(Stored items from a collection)
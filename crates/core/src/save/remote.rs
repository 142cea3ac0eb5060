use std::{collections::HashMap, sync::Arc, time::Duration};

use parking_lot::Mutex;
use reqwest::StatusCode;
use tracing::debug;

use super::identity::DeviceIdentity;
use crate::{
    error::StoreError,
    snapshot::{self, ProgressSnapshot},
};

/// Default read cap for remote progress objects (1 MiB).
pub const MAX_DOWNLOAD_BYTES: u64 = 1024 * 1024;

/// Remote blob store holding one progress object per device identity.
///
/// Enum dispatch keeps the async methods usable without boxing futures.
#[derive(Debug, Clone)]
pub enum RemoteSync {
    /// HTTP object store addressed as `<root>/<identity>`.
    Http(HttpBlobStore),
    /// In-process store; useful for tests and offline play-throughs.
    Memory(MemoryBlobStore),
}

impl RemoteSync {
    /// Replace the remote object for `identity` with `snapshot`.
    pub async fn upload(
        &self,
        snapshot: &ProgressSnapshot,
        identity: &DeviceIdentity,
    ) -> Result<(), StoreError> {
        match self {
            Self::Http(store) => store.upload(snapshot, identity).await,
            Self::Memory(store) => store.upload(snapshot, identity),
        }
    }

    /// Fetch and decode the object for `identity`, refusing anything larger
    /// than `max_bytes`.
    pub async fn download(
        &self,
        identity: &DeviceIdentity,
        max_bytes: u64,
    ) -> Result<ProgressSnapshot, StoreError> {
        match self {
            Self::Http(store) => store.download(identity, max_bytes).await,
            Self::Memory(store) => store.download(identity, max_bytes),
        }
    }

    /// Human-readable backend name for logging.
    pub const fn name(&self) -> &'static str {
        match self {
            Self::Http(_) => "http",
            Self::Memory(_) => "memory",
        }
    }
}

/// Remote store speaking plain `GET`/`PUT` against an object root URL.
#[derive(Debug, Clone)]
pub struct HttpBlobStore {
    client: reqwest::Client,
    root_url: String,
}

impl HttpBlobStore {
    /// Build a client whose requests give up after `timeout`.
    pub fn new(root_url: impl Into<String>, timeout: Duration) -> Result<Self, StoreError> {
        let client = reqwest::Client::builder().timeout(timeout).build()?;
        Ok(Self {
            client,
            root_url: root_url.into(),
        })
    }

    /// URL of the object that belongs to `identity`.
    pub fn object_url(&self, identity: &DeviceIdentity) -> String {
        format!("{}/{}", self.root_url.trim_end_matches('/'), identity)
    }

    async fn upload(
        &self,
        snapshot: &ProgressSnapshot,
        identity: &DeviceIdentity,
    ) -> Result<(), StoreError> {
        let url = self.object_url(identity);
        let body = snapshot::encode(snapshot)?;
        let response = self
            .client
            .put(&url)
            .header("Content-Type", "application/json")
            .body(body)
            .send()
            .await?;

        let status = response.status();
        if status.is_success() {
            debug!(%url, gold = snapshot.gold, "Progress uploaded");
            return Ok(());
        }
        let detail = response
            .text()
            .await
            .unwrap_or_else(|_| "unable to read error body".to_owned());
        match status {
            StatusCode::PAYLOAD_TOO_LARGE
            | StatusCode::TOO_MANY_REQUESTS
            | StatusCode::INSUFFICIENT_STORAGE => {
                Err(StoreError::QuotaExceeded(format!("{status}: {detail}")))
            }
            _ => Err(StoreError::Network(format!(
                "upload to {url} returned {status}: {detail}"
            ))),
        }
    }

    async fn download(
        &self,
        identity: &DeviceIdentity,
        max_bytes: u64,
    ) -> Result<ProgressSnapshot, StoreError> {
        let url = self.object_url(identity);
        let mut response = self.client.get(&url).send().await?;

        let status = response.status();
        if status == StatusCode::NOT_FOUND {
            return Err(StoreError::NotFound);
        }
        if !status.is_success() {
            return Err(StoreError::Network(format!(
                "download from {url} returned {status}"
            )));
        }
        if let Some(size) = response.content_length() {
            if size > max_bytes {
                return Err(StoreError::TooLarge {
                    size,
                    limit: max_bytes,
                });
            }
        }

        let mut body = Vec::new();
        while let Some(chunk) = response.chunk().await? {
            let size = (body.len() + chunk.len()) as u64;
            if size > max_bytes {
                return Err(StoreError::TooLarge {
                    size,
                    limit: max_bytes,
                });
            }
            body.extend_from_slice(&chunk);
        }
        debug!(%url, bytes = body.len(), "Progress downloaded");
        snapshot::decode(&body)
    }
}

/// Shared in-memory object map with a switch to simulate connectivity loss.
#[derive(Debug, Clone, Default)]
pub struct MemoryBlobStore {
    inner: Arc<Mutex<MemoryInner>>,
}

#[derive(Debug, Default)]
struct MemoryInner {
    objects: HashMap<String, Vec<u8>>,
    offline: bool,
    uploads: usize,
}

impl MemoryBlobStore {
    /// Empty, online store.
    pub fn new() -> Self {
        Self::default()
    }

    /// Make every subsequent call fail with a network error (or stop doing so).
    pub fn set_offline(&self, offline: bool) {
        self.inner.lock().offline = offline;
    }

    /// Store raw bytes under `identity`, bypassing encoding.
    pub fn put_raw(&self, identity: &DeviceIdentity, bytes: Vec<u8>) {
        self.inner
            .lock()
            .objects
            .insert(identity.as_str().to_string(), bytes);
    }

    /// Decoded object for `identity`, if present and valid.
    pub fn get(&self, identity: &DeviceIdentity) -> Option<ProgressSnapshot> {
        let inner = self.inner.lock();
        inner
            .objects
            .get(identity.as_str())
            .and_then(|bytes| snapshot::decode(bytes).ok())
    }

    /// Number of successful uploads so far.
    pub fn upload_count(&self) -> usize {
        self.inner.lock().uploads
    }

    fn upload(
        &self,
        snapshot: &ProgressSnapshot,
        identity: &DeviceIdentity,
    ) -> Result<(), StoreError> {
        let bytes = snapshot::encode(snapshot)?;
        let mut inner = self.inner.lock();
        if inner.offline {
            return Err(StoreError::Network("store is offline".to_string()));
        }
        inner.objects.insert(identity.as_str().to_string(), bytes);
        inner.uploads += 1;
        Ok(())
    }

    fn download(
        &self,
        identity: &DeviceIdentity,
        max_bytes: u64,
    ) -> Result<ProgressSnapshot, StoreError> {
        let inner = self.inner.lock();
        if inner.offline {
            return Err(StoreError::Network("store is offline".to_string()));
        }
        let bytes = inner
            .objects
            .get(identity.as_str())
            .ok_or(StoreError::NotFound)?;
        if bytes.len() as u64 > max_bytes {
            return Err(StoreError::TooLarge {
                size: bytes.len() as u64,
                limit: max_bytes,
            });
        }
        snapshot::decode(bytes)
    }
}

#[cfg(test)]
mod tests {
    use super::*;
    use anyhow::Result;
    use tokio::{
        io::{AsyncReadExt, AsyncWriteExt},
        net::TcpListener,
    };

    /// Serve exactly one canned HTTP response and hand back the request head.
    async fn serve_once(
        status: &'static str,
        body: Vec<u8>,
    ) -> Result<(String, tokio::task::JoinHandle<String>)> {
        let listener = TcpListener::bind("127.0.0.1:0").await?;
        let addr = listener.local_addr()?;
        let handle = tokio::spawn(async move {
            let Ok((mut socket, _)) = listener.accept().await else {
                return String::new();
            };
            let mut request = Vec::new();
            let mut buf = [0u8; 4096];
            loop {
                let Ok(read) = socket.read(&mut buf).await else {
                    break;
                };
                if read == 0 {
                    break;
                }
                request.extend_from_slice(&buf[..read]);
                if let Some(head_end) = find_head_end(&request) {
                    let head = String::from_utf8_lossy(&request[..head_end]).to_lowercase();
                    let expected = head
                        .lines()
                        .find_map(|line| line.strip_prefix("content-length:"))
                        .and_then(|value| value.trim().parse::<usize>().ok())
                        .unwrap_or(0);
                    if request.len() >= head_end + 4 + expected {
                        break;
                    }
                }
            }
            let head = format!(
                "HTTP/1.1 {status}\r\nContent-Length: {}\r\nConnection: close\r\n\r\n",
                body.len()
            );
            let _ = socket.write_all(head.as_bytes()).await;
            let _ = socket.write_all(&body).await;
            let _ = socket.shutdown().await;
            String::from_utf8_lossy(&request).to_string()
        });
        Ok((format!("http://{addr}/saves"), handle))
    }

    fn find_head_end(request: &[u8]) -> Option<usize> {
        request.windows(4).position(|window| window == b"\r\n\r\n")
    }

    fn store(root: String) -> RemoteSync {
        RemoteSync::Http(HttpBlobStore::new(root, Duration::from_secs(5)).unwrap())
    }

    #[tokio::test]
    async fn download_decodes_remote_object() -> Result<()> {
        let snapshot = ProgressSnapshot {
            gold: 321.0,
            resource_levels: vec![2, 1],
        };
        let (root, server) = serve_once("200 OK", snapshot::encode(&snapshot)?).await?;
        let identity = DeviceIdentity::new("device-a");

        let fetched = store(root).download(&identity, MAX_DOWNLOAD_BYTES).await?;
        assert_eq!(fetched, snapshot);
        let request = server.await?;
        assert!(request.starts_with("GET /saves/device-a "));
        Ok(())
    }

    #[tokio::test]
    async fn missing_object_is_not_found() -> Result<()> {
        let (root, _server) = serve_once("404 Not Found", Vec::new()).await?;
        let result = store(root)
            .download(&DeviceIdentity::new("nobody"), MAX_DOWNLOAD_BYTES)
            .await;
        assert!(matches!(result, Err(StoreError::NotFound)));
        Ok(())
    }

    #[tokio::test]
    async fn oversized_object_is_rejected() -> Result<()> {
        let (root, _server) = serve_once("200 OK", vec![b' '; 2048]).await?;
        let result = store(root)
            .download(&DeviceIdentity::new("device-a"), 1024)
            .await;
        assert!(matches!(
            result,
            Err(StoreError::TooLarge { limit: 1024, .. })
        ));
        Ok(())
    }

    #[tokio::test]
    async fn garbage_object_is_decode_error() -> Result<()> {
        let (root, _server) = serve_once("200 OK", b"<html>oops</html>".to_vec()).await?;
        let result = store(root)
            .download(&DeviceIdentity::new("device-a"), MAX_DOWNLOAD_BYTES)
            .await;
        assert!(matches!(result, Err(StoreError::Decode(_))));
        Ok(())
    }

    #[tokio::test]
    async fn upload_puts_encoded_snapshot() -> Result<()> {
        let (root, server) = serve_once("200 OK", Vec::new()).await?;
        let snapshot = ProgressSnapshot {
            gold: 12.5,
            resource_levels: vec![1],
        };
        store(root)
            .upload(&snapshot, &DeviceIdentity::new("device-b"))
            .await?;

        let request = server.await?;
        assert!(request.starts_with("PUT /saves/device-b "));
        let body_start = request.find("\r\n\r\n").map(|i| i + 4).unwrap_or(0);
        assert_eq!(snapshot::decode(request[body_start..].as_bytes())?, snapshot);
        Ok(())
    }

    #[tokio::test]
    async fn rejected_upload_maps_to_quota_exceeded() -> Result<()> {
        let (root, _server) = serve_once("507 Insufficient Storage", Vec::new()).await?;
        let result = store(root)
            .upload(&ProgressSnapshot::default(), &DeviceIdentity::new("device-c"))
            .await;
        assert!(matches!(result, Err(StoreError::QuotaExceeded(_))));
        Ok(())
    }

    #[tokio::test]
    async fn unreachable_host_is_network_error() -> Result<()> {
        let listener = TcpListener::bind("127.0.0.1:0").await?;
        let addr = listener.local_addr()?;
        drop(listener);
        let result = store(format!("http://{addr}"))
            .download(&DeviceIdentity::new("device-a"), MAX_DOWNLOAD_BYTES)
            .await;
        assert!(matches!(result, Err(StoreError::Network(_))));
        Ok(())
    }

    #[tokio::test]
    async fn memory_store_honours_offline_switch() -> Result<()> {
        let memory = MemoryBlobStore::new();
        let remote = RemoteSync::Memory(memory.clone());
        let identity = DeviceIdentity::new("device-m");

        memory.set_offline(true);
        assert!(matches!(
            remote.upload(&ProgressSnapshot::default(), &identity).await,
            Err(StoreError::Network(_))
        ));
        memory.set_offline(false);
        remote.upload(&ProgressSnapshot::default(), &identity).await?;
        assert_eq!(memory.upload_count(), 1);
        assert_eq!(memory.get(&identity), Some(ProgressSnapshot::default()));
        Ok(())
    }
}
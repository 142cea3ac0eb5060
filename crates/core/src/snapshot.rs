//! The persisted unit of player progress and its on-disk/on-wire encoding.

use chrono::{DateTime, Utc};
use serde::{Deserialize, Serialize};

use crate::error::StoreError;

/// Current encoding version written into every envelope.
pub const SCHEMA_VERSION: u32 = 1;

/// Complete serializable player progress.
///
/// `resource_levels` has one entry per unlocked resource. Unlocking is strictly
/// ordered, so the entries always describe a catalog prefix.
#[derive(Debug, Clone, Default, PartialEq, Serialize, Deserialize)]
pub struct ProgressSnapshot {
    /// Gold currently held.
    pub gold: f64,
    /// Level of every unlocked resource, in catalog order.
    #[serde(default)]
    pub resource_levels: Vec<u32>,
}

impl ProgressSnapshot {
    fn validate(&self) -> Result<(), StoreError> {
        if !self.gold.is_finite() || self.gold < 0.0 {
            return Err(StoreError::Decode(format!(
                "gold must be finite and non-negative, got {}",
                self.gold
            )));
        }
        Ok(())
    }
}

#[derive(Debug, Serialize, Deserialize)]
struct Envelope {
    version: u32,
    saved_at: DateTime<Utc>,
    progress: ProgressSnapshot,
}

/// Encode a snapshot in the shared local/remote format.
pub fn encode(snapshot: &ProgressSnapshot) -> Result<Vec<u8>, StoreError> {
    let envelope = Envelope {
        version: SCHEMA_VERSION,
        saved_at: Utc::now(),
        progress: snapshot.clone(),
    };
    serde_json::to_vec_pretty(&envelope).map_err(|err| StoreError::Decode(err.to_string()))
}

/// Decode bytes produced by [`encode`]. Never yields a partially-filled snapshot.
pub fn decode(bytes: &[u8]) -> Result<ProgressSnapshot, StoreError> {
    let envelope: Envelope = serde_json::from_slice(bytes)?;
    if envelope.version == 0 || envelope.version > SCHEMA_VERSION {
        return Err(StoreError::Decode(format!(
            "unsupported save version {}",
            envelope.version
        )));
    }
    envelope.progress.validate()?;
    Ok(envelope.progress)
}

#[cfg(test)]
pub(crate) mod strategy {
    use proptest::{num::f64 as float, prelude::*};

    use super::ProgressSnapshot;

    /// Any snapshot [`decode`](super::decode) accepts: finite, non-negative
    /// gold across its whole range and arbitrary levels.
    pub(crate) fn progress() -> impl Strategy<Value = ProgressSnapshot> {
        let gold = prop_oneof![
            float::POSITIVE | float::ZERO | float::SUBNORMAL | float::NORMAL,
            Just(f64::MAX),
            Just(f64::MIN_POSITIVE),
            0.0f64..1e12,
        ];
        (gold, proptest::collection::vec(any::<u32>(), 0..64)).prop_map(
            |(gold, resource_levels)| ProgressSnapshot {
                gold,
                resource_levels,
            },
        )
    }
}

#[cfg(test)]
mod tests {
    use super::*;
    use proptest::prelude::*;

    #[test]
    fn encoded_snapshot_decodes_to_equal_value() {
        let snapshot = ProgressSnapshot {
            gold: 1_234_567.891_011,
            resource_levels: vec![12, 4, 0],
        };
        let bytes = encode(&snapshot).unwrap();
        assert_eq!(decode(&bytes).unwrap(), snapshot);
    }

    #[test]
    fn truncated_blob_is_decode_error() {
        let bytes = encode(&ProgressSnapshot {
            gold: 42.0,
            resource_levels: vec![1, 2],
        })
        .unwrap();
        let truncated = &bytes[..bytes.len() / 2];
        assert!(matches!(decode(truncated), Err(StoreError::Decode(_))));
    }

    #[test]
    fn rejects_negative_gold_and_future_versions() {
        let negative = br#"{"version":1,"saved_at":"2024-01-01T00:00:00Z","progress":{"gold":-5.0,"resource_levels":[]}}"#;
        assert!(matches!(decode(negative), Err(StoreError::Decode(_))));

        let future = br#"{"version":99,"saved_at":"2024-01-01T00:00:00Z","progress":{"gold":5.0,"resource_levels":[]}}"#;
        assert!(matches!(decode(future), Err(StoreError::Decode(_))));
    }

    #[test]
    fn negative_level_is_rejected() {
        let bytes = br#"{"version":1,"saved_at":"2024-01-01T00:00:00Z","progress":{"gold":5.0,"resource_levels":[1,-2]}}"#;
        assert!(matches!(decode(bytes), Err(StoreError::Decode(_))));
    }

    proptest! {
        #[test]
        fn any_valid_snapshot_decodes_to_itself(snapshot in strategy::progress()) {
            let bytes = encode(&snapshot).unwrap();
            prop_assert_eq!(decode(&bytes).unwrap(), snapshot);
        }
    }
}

### Brief
Could you output, exactly and with nothing else, the lines from the start of the records through the line containing "pub const MAX_DOWNLOAD_BYTES: u64"?

### Solution to the exercise
filename crates/core/src/save/remote.rs
repository 142cea3ac0eb5060
use std::{collections::HashMap, sync::Arc, time::Duration};

use parking_lot::Mutex;
use reqwest::StatusCode;
use tracing::debug;

use super::identity::DeviceIdentity;
use crate::{
    error::StoreError,
    snapshot::{self, ProgressSnapshot},
};

/// Default read cap for remote progress objects (1 MiB).
pub const MAX_DOWNLOAD_BYTES: u64 = 1024 * 1024;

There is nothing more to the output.